Re: "Twee" by Ranger 30-Sep-06/11:27 AM
Frankly, I don't understand you on this one. If she is affectedly pretty and cute, as opposed to actually pretty, then why would you, a saint, want to give yourself to her? Probably, there is something I am missing here. I had to look up "twee" a briticism that I may be misinterpreting. Or maybe it's a sly way of saying you are not a saint.
regarding some deleted poem... 30-Sep-06/11:38 AM
kestrel - a falcon that can hover in the air.

I have seen them diving like this - a good description of it.

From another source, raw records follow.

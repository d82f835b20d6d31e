//! Last-seen revision cursors, persisted between polls.

use std::collections::HashMap;
use std::path::PathBuf;

use buildfarm_core::{Error, Result};

/// On-disk map of project -> branch -> last delivered revision.
///
/// Written only after a poll's events have been handed downstream, so
/// a crash between delivery and persist re-emits the tail instead of
/// dropping it. Downstream handling is idempotent to compensate.
#[derive(Debug)]
pub struct CursorStore {
    path: PathBuf,
    cursors: HashMap<String, HashMap<String, String>>,
}

impl CursorStore {
    pub fn open(path: impl Into<PathBuf>) -> Result<Self> {
        let path = path.into();
        let cursors = match std::fs::read_to_string(&path) {
            Ok(text) => serde_json::from_str(&text)
                .map_err(|e| Error::Internal(format!("corrupt cursor file {path:?}: {e}")))?,
            Err(e) if e.kind() == std::io::ErrorKind::NotFound => HashMap::new(),
            Err(e) => return Err(e.into()),
        };
        Ok(Self { path, cursors })
    }

    pub fn get(&self, project: &str, branch: &str) -> Option<&str> {
        self.cursors
            .get(project)
            .and_then(|branches| branches.get(branch))
            .map(String::as_str)
    }

    /// Record `revision` as delivered and persist atomically.
    pub fn advance(&mut self, project: &str, branch: &str, revision: &str) -> Result<()> {
        self.cursors
            .entry(project.to_string())
            .or_default()
            .insert(branch.to_string(), revision.to_string());
        let text = serde_json::to_string_pretty(&self.cursors)
            .map_err(|e| Error::Internal(format!("encode cursors: {e}")))?;
        let tmp = self.path.with_extension("tmp");
        std::fs::write(&tmp, text)?;
        std::fs::rename(&tmp, &self.path)?;
        Ok(())
    }
}
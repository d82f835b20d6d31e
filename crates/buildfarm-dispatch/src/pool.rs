//! Builder registry and worker pool.

use std::collections::HashMap;

use buildfarm_core::builder::BuilderDefinition;
use buildfarm_core::worker::WorkerDefinition;
use buildfarm_core::{Error, Result};

#[derive(Debug)]
struct WorkerSlot {
    def: WorkerDefinition,
    running: usize,
}

/// Tracks each worker's running-build count against its cap.
///
/// Builder-to-worker assignment is static: a builder runs on exactly
/// the worker its definition names, never on a dynamically matched
/// one.
#[derive(Debug, Default)]
pub struct WorkerPool {
    workers: HashMap<String, WorkerSlot>,
}

impl WorkerPool {
    pub fn new(defs: &[WorkerDefinition]) -> Self {
        let mut pool = Self::default();
        pool.reload(defs);
        pool
    }

    /// Swap in new definitions, keeping running counts for workers
    /// that survive the reload.
    pub fn reload(&mut self, defs: &[WorkerDefinition]) {
        let mut next = HashMap::new();
        for def in defs {
            let running = self
                .workers
                .remove(&def.name)
                .map(|slot| slot.running)
                .unwrap_or(0);
            next.insert(
                def.name.clone(),
                WorkerSlot {
                    def: def.clone(),
                    running,
                },
            );
        }
        self.workers = next;
    }

    /// The statically assigned worker for `builder`, if it currently
    /// has a free build slot.
    pub fn find_idle(&self, builder: &BuilderDefinition) -> Option<&str> {
        let slot = self.workers.get(&builder.worker)?;
        (slot.running < slot.def.max_builds).then_some(slot.def.name.as_str())
    }

    /// Claim a build slot. Callers check [`find_idle`] first; claiming
    /// past the cap is an invariant breach.
    ///
    /// [`find_idle`]: WorkerPool::find_idle
    pub fn start(&mut self, worker: &str) -> Result<()> {
        let slot = self
            .workers
            .get_mut(worker)
            .ok_or_else(|| Error::Internal(format!("unknown worker '{worker}'")))?;
        if slot.running >= slot.def.max_builds {
            return Err(Error::Internal(format!(
                "worker '{worker}' is already at capacity"
            )));
        }
        slot.running += 1;
        Ok(())
    }

    /// Release a build slot on any terminal state.
    pub fn finish(&mut self, worker: &str) {
        if let Some(slot) = self.workers.get_mut(worker) {
            slot.running = slot.running.saturating_sub(1);
        }
    }

    pub fn running(&self, worker: &str) -> usize {
        self.workers.get(worker).map(|slot| slot.running).unwrap_or(0)
    }
}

regarding some deleted poem... 1-Oct-06/4:49 PM
A relaxing read, like something I'd like him to read to me by candlelight, two glasses of cabernet already poured.
Re: untitled by harryparatestes 2-Oct-06/3:47 PM
A good start, this. A good concept.

Forgotten tears seems to contradict with painful memories. And opportunities should replace the "y's" construct I think. Broken and shattered mean about the same thing. "thers" should be "there's"; "its", "it's".
Re: Weather Poem part 4: Cleaning Day by nypoet22 2-Oct-06/4:00 PM
I like this down through "pinched in the eye." Then it loses momentum. Maybe lose "at her direction." And "was mild" is, well, mild. Otherwise good.